Heading: Overview of the WEP and the GPO

Text: “The WEP was enacted in 1983 to eliminate the unintended benefits windfall that occurs when workers who split their career between covered employment (required to pay Social Security taxes) and non-covered employment (exempt from Social Security taxes).” Petersen v. Astrue, 633 F.3d 633, 634 (8th Cir. 2011) (citing 42 U.S.C. § 415). “The reason behind the WEP was that an individual who had been employed as a [government] employee with pension benefits and also was entitled to Social Security retirement benefits would receive a windfall because he would be eligible for both Social Security and [government] pension payments.” Ward v. Comm’r of Soc. Sec., 211 F.3d 652, 655 (1st Cir. 2000). “An employment history of this nature gave the appearance of low lifetime earnings for the purposes of calculating social security benefits, thus resulting in a relatively high payment under the [agency’s] weighted formula that did not take into account the individual’s receipt of a [government] pension.” Rudykoff v. Apfel, 193 F.3d 579, 581 (2d Cir. 1999) (per curiam).

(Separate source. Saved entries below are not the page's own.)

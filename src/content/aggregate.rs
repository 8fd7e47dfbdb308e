// src/content/aggregate.rs
//! Merge seed records and both remote stores into one collection per kind.
//!
//! The two fetches run concurrently and the join waits for both. A failing
//! store contributes nothing for that run; the rest still comes back.

use std::sync::Arc;

use anyhow::Result;
use metrics::{counter, histogram};
use serde::Serialize;
use tracing::{info, warn};

use crate::config::content::{CollectionsConfig, ContentConfig};
use crate::content::seed::SeedData;
use crate::content::sources::firestore::FirestoreStore;
use crate::content::sources::supabase::SupabaseStore;
use crate::content::sources::{DocumentStore, FieldFilter, OrderBy, TableStore};
use crate::content::types::{ContentItem, ContentKind, RawRecord, SourceId};

/// Shown to readers when a store could not be reached.
pub const PARTIAL_LOAD_NOTICE: &str = "Failed to load additional items";

#[derive(Debug, Clone, PartialEq, Serialize)]
pub struct SourceFailure {
    pub source: SourceId,
    pub store: &'static str,
    pub message: String,
}

/// Output of one aggregation run, in arrival order (seed, document store,
/// relational store). Not deduplicated.
#[derive(Debug, Clone)]
pub struct Aggregation<T> {
    pub items: Vec<T>,
    pub failures: Vec<SourceFailure>,
}

impl<T> Aggregation<T> {
    pub fn is_partial(&self) -> bool {
        !self.failures.is_empty()
    }

    pub fn notice(&self) -> Option<&'static str> {
        self.is_partial().then_some(PARTIAL_LOAD_NOTICE)
    }
}

type Fetched = Option<(&'static str, Result<Vec<RawRecord>>)>;

/// Clients are injected; either may be absent, in which case that source is
/// simply not consulted.
#[derive(Clone)]
pub struct Aggregator {
    documents: Option<Arc<dyn DocumentStore>>,
    tables: Option<Arc<dyn TableStore>>,
    seed: Arc<SeedData>,
    collections: CollectionsConfig,
    table_order: Option<OrderBy>,
}

impl Aggregator {
    pub fn new(seed: SeedData) -> Self {
        Self {
            documents: None,
            tables: None,
            seed: Arc::new(seed),
            collections: CollectionsConfig::default(),
            table_order: None,
        }
    }

    pub fn with_document_store(mut self, store: Arc<dyn DocumentStore>) -> Self {
        self.documents = Some(store);
        self
    }

    pub fn with_table_store(mut self, store: Arc<dyn TableStore>) -> Self {
        self.tables = Some(store);
        self
    }

    pub fn with_collections(mut self, collections: CollectionsConfig) -> Self {
        self.collections = collections;
        self
    }

    pub fn with_table_order(mut self, order: Option<OrderBy>) -> Self {
        self.table_order = order;
        self
    }

    /// Composition root helper: build real clients for whichever stores the
    /// config enables.
    pub fn from_config(cfg: &ContentConfig, seed: SeedData) -> Self {
        let mut agg = Self::new(seed)
            .with_collections(cfg.collections.clone())
            .with_table_order(cfg.relational_store.order_by.clone().map(OrderBy::desc));

        if cfg.document_store_enabled() {
            let ds = &cfg.document_store;
            let key = Some(ds.api_key.clone());
            let store = match ds.base_url.as_deref() {
                Some(base) => FirestoreStore::with_base_url(base, &ds.project_id, &ds.database, key),
                None => FirestoreStore::new(&ds.project_id, &ds.database, key),
            };
            agg = agg.with_document_store(Arc::new(store));
        }
        if cfg.relational_store_enabled() {
            let rs = &cfg.relational_store;
            agg = agg.with_table_store(Arc::new(SupabaseStore::new(&rs.url, &rs.anon_key)));
        }

        info!(
            target: "content",
            document_store = cfg.document_store_enabled(),
            relational_store = cfg.relational_store_enabled(),
            "aggregator configured"
        );
        agg
    }

    fn collection_for(&self, kind: ContentKind) -> &str {
        match kind {
            ContentKind::Article => &self.collections.articles,
            ContentKind::NewsEvent => &self.collections.news,
            ContentKind::GalleryItem => &self.collections.gallery,
            ContentKind::Resource => &self.collections.resources,
        }
    }

    /// Fetch, normalize and concatenate every record of kind `T`.
    pub async fn collect<T: ContentItem>(&self) -> Aggregation<T> {
        let t0 = std::time::Instant::now();
        let kind = T::KIND;
        let status_filter = kind
            .has_status()
            .then(|| FieldFilter::eq("status", "Published"));
        let doc_filters: Vec<FieldFilter> = status_filter.iter().cloned().collect();

        let docs = async {
            let Some(store) = self.documents.as_ref() else {
                return None;
            };
            let res = store
                .query(self.collection_for(kind), &doc_filters, None)
                .await;
            Some((store.name(), res))
        };
        let tables = async {
            if !kind.in_relational_store() {
                return None;
            }
            let Some(store) = self.tables.as_ref() else {
                return None;
            };
            let res = store
                .select(
                    &self.collections.articles_table,
                    status_filter.as_ref(),
                    self.table_order.as_ref(),
                )
                .await;
            Some((store.name(), res))
        };
        let (docs, tables): (Fetched, Fetched) = tokio::join!(docs, tables);

        let mut items: Vec<T> = self
            .seed
            .records(kind)
            .iter()
            .map(|r| T::from_raw(r, SourceId::Seed))
            .collect();
        let mut failures = Vec::new();
        absorb(SourceId::DocumentStore, docs, &mut items, &mut failures);
        absorb(SourceId::RelationalStore, tables, &mut items, &mut failures);

        histogram!("content_aggregate_ms").record(t0.elapsed().as_secs_f64() * 1_000.0);
        info!(
            target: "content",
            kind = ?kind,
            items = items.len(),
            failed_sources = failures.len(),
            "aggregation finished"
        );
        Aggregation { items, failures }
    }
}

fn absorb<T: ContentItem>(
    source: SourceId,
    fetched: Fetched,
    items: &mut Vec<T>,
    failures: &mut Vec<SourceFailure>,
) {
    let Some((store, res)) = fetched else {
        return;
    };
    match res {
        Ok(records) => {
            counter!("content_records_total", "source" => source.as_str())
                .increment(records.len() as u64);
            items.extend(records.iter().map(|r| T::from_raw(r, source)));
        }
        Err(e) => {
            warn!(target: "content", error = ?e, source = source.as_str(), store, "source fetch failed");
            counter!("content_source_errors_total", "source" => source.as_str()).increment(1);
            failures.push(SourceFailure {
                source,
                store,
                message: format!("{e:#}"),
            });
        }
    }
}
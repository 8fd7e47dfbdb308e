//! Press content service: binary entrypoint.
//! Composition root: loads config and the bundled seed, then serves the Axum router.

use press_content::content::SeedData;
use press_content::ContentConfig;
use shuttle_axum::ShuttleAxum;
use tracing_subscriber::{fmt, prelude::*, EnvFilter};

/// Structured logs; `LOG_FORMAT=json` switches to JSON lines.
/// `try_init` because the runtime may already have installed a subscriber.
fn init_tracing() {
    let filter = EnvFilter::try_from_default_env()
        .unwrap_or_else(|_| EnvFilter::new("press_content=info,content=info,warn"));

    let json = std::env::var("LOG_FORMAT")
        .map(|v| v.eq_ignore_ascii_case("json"))
        .unwrap_or(false);

    let res = if json {
        tracing_subscriber::registry()
            .with(filter)
            .with(fmt::layer().json())
            .try_init()
    } else {
        tracing_subscriber::registry()
            .with(filter)
            .with(fmt::layer().compact())
            .try_init()
    };
    if res.is_err() {
        tracing::debug!("tracing subscriber already installed");
    }
}

#[shuttle_runtime::main]
async fn axum() -> ShuttleAxum {
    // Load .env in local/dev; no-op in prod environments.
    let _ = dotenvy::dotenv();
    init_tracing();

    let cfg = ContentConfig::load_default()?;
    let seed = SeedData::bundled()?;
    let router = press_content::app(&cfg, seed)?;

    Ok(router.into())
}
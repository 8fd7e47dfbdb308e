// src/content/seed.rs
//! Seed records bundled into the binary, one list per content kind.

use anyhow::{Context, Result};
use serde::Deserialize;

use crate::content::types::{ContentKind, RawRecord};

const BUNDLED_SEED: &str = include_str!("../../config/seed_content.json");

/// Records shipped with the site itself, merged ahead of both remote stores.
#[derive(Debug, Clone, Default, Deserialize)]
pub struct SeedData {
    #[serde(default)]
    pub articles: Vec<RawRecord>,
    #[serde(default)]
    pub news: Vec<RawRecord>,
    #[serde(default)]
    pub gallery: Vec<RawRecord>,
    #[serde(default)]
    pub resources: Vec<RawRecord>,
}

impl SeedData {
    pub fn empty() -> Self {
        Self::default()
    }

    pub fn bundled() -> Result<Self> {
        Self::from_json(BUNDLED_SEED).context("parsing bundled seed content")
    }

    pub fn from_json(s: &str) -> Result<Self> {
        Ok(serde_json::from_str(s)?)
    }

    pub fn records(&self, kind: ContentKind) -> &[RawRecord] {
        match kind {
            ContentKind::Article => &self.articles,
            ContentKind::NewsEvent => &self.news,
            ContentKind::GalleryItem => &self.gallery,
            ContentKind::Resource => &self.resources,
        }
    }
}
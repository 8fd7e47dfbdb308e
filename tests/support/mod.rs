// tests/support/mod.rs
//
// Shared fixtures for integration tests.
#![allow(dead_code)]

use serde_json::Value;

use press_content::content::types::RawRecord;

pub fn rec(v: Value) -> RawRecord {
    v.as_object().cloned().expect("fixture must be a JSON object")
}

pub fn published_article(id: &str, title: &str, date: &str) -> RawRecord {
    rec(serde_json::json!({
        "id": id,
        "title": title,
        "date": date,
        "status": "Published",
    }))
}

pub fn published_row(id: i64, title: &str, published_date: &str) -> RawRecord {
    rec(serde_json::json!({
        "id": id,
        "title": title,
        "published_date": published_date,
        "status": "Published",
    }))
}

Consequently, the WEP “provides that the primary insurance amount for [an individual who has worked for both covered and non-covered wages] be computed using a modified formula.” Stroup v. Barnhart, 327 F.3d 1258, 1260 (11th Cir. 2003). The “substantial earnings exception,” however, provides that the WEP does not apply to an individual who has 30 years or more of covered 3 employment, as defined by statute. See 42 U.S.C. § 415(a)(1)(C)(ii), (a)(7)(D); 20 C.F.R. § 404.213(e)(5).1 The GPO reduces the monthly spouse’s benefit to an individual who also receives a pension for non-covered work. See 42 U.S.C. § 402(k)(5)(A); 20 C.F.R. § 404.408a(a), (d).